**YOUR GOAL**:
For the word "info", return each line of the data in which it occurs.

**EXERCISE INPUT**:
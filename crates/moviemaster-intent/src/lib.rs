//! Utterance routing for MovieMaster.
//!
//! - **[`router`]** -- two-level router: exact phrases via
//!   [`aho_corasick`], then anchored case-insensitive [`regex`] patterns
//!   with named captures.
//! - **[`intents`]** -- the typed [`MovieIntent`] vocabulary and the
//!   English [`default_router`].
//! - **[`error`]** -- [`IntentError`] via [`thiserror`].

pub mod error;
pub mod intents;
pub mod router;

pub use error::{IntentError, Result};
pub use intents::{MovieIntent, default_router, recognize};
pub use router::{IntentRouter, RouteResult};
//! Configuration file loading.
//!
//! Reads `config/default.toml`:
//!
//! ```toml
//! [tmdb]
//! base_url = "https://api.themoviedb.org/3"
//! language = "en-US"
//! timeout_secs = 10
//!
//! [skill]
//! search_depth = 3
//! apiv3 = ""
//! date_format = "%A, %B %-d, %Y"
//! dialogs_dir = "locale/en-us"
//! ```
//!
//! Every key is optional.  Environment variables override the file:
//! `TMDB_API_KEY`, `MOVIEMASTER_SEARCH_DEPTH`, `MOVIEMASTER_LANGUAGE`.

use std::path::{Path, PathBuf};
use std::time::Duration;

use moviemaster_tmdb::{DEFAULT_BASE_URL, DEFAULT_TIMEOUT_SECS, TmdbClient};
use serde::Deserialize;
use tracing::{debug, info};

use crate::error::{Result, SkillError};
use crate::formatter::{DEFAULT_DATE_FORMAT, ResponseFormatter, is_valid_date_format};
use crate::settings::{DEFAULT_LANGUAGE, DEFAULT_SEARCH_DEPTH, SkillSettings};

/// The `[tmdb]` section.
#[derive(Debug, Clone, PartialEq, Eq, Deserialize)]
#[serde(default)]
pub struct TmdbSection {
    pub base_url: String,
    pub language: String,
    pub timeout_secs: u64,
}

impl Default for TmdbSection {
    fn default() -> Self {
        Self {
            base_url: DEFAULT_BASE_URL.to_string(),
            language: DEFAULT_LANGUAGE.to_string(),
            timeout_secs: DEFAULT_TIMEOUT_SECS,
        }
    }
}

/// The `[skill]` section.
#[derive(Debug, Clone, PartialEq, Eq, Deserialize)]
#[serde(default)]
pub struct SkillSection {
    pub search_depth: usize,
    pub apiv3: String,
    pub date_format: String,
    pub dialogs_dir: Option<PathBuf>,
}

impl Default for SkillSection {
    fn default() -> Self {
        Self {
            search_depth: DEFAULT_SEARCH_DEPTH,
            apiv3: String::new(),
            date_format: DEFAULT_DATE_FORMAT.to_string(),
            dialogs_dir: None,
        }
    }
}

/// Whole configuration file.
#[derive(Debug, Clone, Default, PartialEq, Eq, Deserialize)]
#[serde(default)]
pub struct MovieMasterConfig {
    pub tmdb: TmdbSection,
    pub skill: SkillSection,
}

impl MovieMasterConfig {
    /// Load `path`, falling back to defaults if the file does not exist.
    pub fn load(path: &Path) -> Result<Self> {
        if !path.exists() {
            debug!(path = %path.display(), "no configuration file, using defaults");
            return Ok(Self::default());
        }

        let content = std::fs::read_to_string(path).map_err(|source| SkillError::Read {
            path: path.to_path_buf(),
            source,
        })?;
        let config = Self::from_toml_str(&content).map_err(|source| SkillError::Config {
            path: path.to_path_buf(),
            source,
        })?;
        config.validate()?;

        info!(path = %path.display(), "configuration loaded");
        Ok(config)
    }

    /// Parse configuration from TOML text.
    pub fn from_toml_str(content: &str) -> std::result::Result<Self, toml::de::Error> {
        toml::from_str(content)
    }

    /// Reject values that parse as TOML but cannot be used.
    pub fn validate(&self) -> Result<()> {
        if !is_valid_date_format(&self.skill.date_format) {
            return Err(SkillError::InvalidSetting {
                key: "skill.date_format".to_string(),
                reason: format!("{:?} is not a valid strftime format", self.skill.date_format),
            });
        }
        Ok(())
    }

    /// Apply overrides from the process environment.
    pub fn apply_env(&mut self) -> Result<()> {
        self.apply_overrides(|name| std::env::var(name).ok())
    }

    /// Apply overrides from `lookup`, which maps a variable name to its value.
    pub fn apply_overrides(&mut self, lookup: impl Fn(&str) -> Option<String>) -> Result<()> {
        if let Some(key) = lookup("TMDB_API_KEY").filter(|k| !k.trim().is_empty()) {
            self.skill.apiv3 = key.trim().to_string();
        }

        if let Some(depth) = lookup("MOVIEMASTER_SEARCH_DEPTH") {
            self.skill.search_depth =
                depth
                    .trim()
                    .parse()
                    .map_err(|e: std::num::ParseIntError| SkillError::InvalidSetting {
                        key: "MOVIEMASTER_SEARCH_DEPTH".to_string(),
                        reason: e.to_string(),
                    })?;
        }

        if let Some(language) = lookup("MOVIEMASTER_LANGUAGE").filter(|l| !l.trim().is_empty()) {
            self.tmdb.language = language.trim().to_string();
        }

        Ok(())
    }

    /// The user settings this configuration describes.
    pub fn settings(&self) -> SkillSettings {
        SkillSettings {
            search_depth: self.skill.search_depth,
            apiv3: self.skill.apiv3.clone(),
            language: self.tmdb.language.clone(),
        }
    }

    /// A TMDb client for the configured endpoint.
    pub fn client(&self) -> TmdbClient {
        TmdbClient::with_base_url(&self.tmdb.base_url, Duration::from_secs(self.tmdb.timeout_secs))
    }

    /// A formatter using the configured date format.
    pub fn formatter(&self) -> ResponseFormatter {
        ResponseFormatter::new(self.skill.date_format.clone())
    }
}

// ---------------------------------------------------------------------------
// Tests
// ---------------------------------------------------------------------------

**SOLUTION TO THIS EXERCISE**:
use tracing::{debug, info};
        info!(path = %path.display(), "configuration loaded");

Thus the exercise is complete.